A Dialogue Through Art: Works from The Jan Krugier Collection is a two-part auction, composed of works from the dealer’s renowned collection. Jan Krugier was represented many major artists, and later became the world’s foremost Pablo Picasso dealer. One of the pieces set for auction is a wooden African mask from the Ivory Coast and was of vital importance to Picasso. The mask was a source of much inspiration and it influenced two of his best known works, Les Demoiselles d’Avignon (1907) and Guernica (1937). We speak to Susan Kloman, Head of African and Oceanic Art at Christie’s, about the mask and African art.
A: The Baule mask is one of a number of African art pieces that form the expansive Jan Krugier Collection. What was it specifically about African art that fascinated and held so much sway with this icon of European art, Pablo Picasso?
SK: It’s difficult to imagine today the shock and power African art would have held for those who had never seen something so different – the African mask and its reconfiguration of the human face; African sculpture and its reduction of the nude to cubes and abstract planes. Picasso first saw African art in 1907 at the Musée Trocadéro, when he was trying to create something new in his own art. Les Demoiselles d’Avignon (1907) clearly and famously defined this association, which he then powerfully harnessed as a constant motif in nearly every aspect of his oeuvre.
A: In what different ways does the Baule mask find its way into Picasso’s work?
SK: The mask thereby represents a distillation of many leitmotifs upon which much of Picasso’s work revolved–the abstraction of African art itself, the mask and the bull. The mask is best of its type with a brilliant sense of line balancing its enormous form and volume. Picasso clearly admired this mask and one can see that he borrowed direct visual elements, like the open mouth and pointed tongue for paintings such as Guernica. The bull, we know, was often a self-referential metaphor. African art, as we know, profoundly changed Picasso’s work, and, subsequently the face of Modern art as we know it.
A: Did Picasso’s relationship with the mask change or develop at all throughout his career?
SK:Like the female form, the reconfiguration of the human face continually appears in new ways in his work throughout his career. We see it in Les Demoiselles d’Avignon and in his portraits of Marie-Thérèse Walter, for instance. For this mask, the story goes, he enjoyed keeping the mask on a rocking chair in his studio, so it was always “charging” and in motion. We can almost see the sort of movement and stretching and slicing of the face in one of his last great sculptures for Chicago’s Daley Plaza, Tête (Maquette pour la sculpture en plein air du Chicago Civic Center); of which Jan Krugier also owned and is offered in the auction.

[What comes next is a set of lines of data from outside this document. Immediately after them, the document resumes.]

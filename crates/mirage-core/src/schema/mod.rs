//! Schema intelligence: learn structural schemas from live JSON traffic,
//! detect contract drift, and generate mock payloads from what was learned.
//!
//! The learned schema is a tree. Every node carries a [`FieldMeta`] descriptor
//! (`types_seen`, `nullable`, `occurrences`, `last_example`); object nodes
//! carry named children and array nodes carry an `items` sub-node. A node may
//! accumulate both object and array evidence over its lifetime; the dominant
//! shape is resolved through a fixed type-preference order at read time.
//!
//! `null` is never a type: observing `null` sets `nullable` and leaves
//! `types_seen` untouched. A later non-null value is an INFO-level change,
//! not a breaking one.

mod compare;
mod generate;
mod registry;

pub use compare::{compare, drift_score, drift_summary, ChangeType, ContractChange, Severity};
pub use generate::generate_body;
pub use registry::SchemaIntelligence;

use serde::{Deserialize, Serialize};
use serde_json::Value;
use std::collections::{BTreeMap, BTreeSet};

/// JSON type names tracked per field.
///
/// Variant order doubles as the generation/classification preference order:
/// `object, array, string, integer, number, boolean`.
#[derive(Debug, Clone, Copy, PartialEq, Eq, PartialOrd, Ord, Serialize, Deserialize)]
#[serde(rename_all = "lowercase")]
pub enum JsonType {
    Object,
    Array,
    String,
    Integer,
    Number,
    Boolean,
}

impl JsonType {
    /// The JSON type of a value, or `None` for `null`.
    pub fn of(value: &Value) -> Option<Self> {
        match value {
            Value::Null => None,
            Value::Bool(_) => Some(Self::Boolean),
            Value::Number(n) => {
                if n.is_f64() {
                    Some(Self::Number)
                } else {
                    Some(Self::Integer)
                }
            }
            Value::String(_) => Some(Self::String),
            Value::Array(_) => Some(Self::Array),
            Value::Object(_) => Some(Self::Object),
        }
    }
}

impl std::fmt::Display for JsonType {
    fn fmt(&self, f: &mut std::fmt::Formatter<'_>) -> std::fmt::Result {
        let name = match self {
            Self::Object => "object",
            Self::Array => "array",
            Self::String => "string",
            Self::Integer => "integer",
            Self::Number => "number",
            Self::Boolean => "boolean",
        };
        f.write_str(name)
    }
}

/// Per-field metadata accumulated across all observed payloads.
#[derive(Debug, Clone, Default, PartialEq, Serialize, Deserialize)]
pub struct FieldMeta {
    /// Every non-null JSON type ever observed for this field.
    #[serde(default)]
    pub types_seen: BTreeSet<JsonType>,
    /// True if `null` was ever observed.
    #[serde(default)]
    pub nullable: bool,
    /// Number of times this field was observed.
    #[serde(default)]
    pub occurrences: u64,
    /// Last non-null sample value, kept for mock generation.
    #[serde(default, skip_serializing_if = "Option::is_none")]
    pub last_example: Option<Value>,
}

impl FieldMeta {
    /// Record one observation of this field.
    pub fn observe(&mut self, value: &Value) {
        self.occurrences += 1;
        if let Some(ty) = JsonType::of(value) {
            self.types_seen.insert(ty);
            self.last_example = Some(value.clone());
        } else {
            self.nullable = true;
        }
    }

    /// The dominant observed type under the fixed preference order, or `None`
    /// if only null has ever been seen.
    pub fn primary_type(&self) -> Option<JsonType> {
        self.types_seen.iter().next().copied()
    }
}

/// One node of a learned schema tree.
#[derive(Debug, Clone, Default, PartialEq, Serialize, Deserialize)]
pub struct SchemaNode {
    /// Type metadata for this node.
    #[serde(default)]
    pub meta: FieldMeta,
    /// Object children, by field name.
    #[serde(default, skip_serializing_if = "BTreeMap::is_empty")]
    pub children: BTreeMap<String, SchemaNode>,
    /// Array item schema, merged across every observed element.
    #[serde(default, skip_serializing_if = "Option::is_none")]
    pub items: Option<Box<SchemaNode>>,
}

impl SchemaNode {
    /// Merge one observed payload into this node, recursing into every object
    /// child and every array element (not just the first).
    pub fn observe(&mut self, value: &Value) {
        self.meta.observe(value);
        match value {
            Value::Object(map) => {
                for (key, child_value) in map {
                    self.children.entry(key.clone()).or_default().observe(child_value);
                }
            }
            Value::Array(elements) => {
                if !elements.is_empty() {
                    let items = self.items.get_or_insert_with(Box::default);
                    for element in elements {
                        items.observe(element);
                    }
                }
            }
            _ => {}
        }
    }

    /// Update `current` with a new observation, creating the tree on first
    /// contact. Non-object top-level payloads are captured by the root
    /// metadata alone.
    pub fn learn(current: Option<Self>, value: &Value) -> Self {
        let mut node = current.unwrap_or_default();
        node.observe(value);
        node
    }
}

#[cfg(test)]
mod tests {
    use super::*;
    use serde_json::json;

    #[test]
    fn learns_object_fields_with_types() {
        let schema = SchemaNode::learn(None, &json!({"a": "x", "b": 1}));
        assert_eq!(schema.meta.primary_type(), Some(JsonType::Object));
        assert_eq!(
            schema.children["a"].meta.primary_type(),
            Some(JsonType::String)
        );
        assert_eq!(
            schema.children["b"].meta.primary_type(),
            Some(JsonType::Integer)
        );
    }

    #[test]
    fn null_sets_nullable_without_adding_a_type() {
        let schema = SchemaNode::learn(None, &json!({"a": null}));
        let field = &schema.children["a"];
        assert!(field.meta.nullable);
        assert!(field.meta.types_seen.is_empty());
        assert_eq!(field.meta.primary_type(), None);

        // A later real value adds the type while nullable stays set
        let schema = SchemaNode::learn(Some(schema), &json!({"a": 3}));
        let field = &schema.children["a"];
        assert!(field.meta.nullable);
        assert_eq!(field.meta.primary_type(), Some(JsonType::Integer));
    }

    #[test]
    fn all_array_elements_are_observed() {
        let schema = SchemaNode::learn(None, &json!([{"a": 1}, {"b": "x"}]));
        let items = schema.items.as_deref().expect("items node learned");
        assert!(items.children.contains_key("a"));
        assert!(items.children.contains_key("b"));
    }

    #[test]
    fn union_types_accumulate() {
        let schema = SchemaNode::learn(None, &json!({"v": 1}));
        let schema = SchemaNode::learn(Some(schema), &json!({"v": "one"}));
        let field = &schema.children["v"];
        assert!(field.meta.types_seen.contains(&JsonType::Integer));
        assert!(field.meta.types_seen.contains(&JsonType::String));
        // Preference order resolves string over integer
        assert_eq!(field.meta.primary_type(), Some(JsonType::String));
    }

    #[test]
    fn non_object_top_level_payload_is_captured_without_children() {
        let schema = SchemaNode::learn(None, &json!("just a string"));
        assert_eq!(schema.meta.primary_type(), Some(JsonType::String));
        assert!(schema.children.is_empty());
        assert!(schema.items.is_none());
    }

    #[test]
    fn serde_round_trip() {
        let schema = SchemaNode::learn(None, &json!({"a": [1, 2], "b": {"c": null}}));
        let text = serde_json::to_string(&schema).expect("serializes");
        let back: SchemaNode = serde_json::from_str(&text).expect("deserializes");
        assert_eq!(schema, back);
    }
}
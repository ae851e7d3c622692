mod authorization;
mod batch_buffer;
mod batch_function;
mod cache;
mod config;
mod context;
mod deferred;
mod error;
mod identity;
mod loader;
pub mod loaders;
#[cfg(feature = "stats")]
mod stats;

pub use authorization::{Authorizer, Gate};
pub use batch_function::{BatchFunction, Loaded};
pub use config::DispatchConfig;
pub use context::ExecutionContext;
pub use deferred::Deferred;
pub use error::{BoxError, LoadError, SharedError};
pub use identity::{LoaderIdentity, LoaderKind};
pub use loader::Loader;
#[cfg(feature = "stats")]
pub use stats::DispatchStats;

A: What do we know about the origins and creation of this fundamentally significant mask?
SK:This mask, by the a carver of the Baule people of the Ivory Coast is called ‘goli glin’. It is the last in a processional masquerade called goli, whose characters intercede supernatural forces.
A: Does it appear to you that the maker of the Baule Mask and Picasso would have shared similar or very different ideas on the device and ethics of masking?
SK: The Baule carver was not carving for ‘art’s sake’; his task was sacred. He had a particular mission to create something aesthetically correct, within assigned parameters of the culture. Picasso was working against the social norms; and sought the profane.
A: How does this piece fit into or work with the Jan Krugier Collection as a whole?
SK: This mask created by a Baule mastercarver from Ivory Coast in the 19th century is a sort of axis upon which Jan Krugier’s sensibility pivoted – his feeling for beauty and sophistication and that he did not limit himself to a time, place or medium.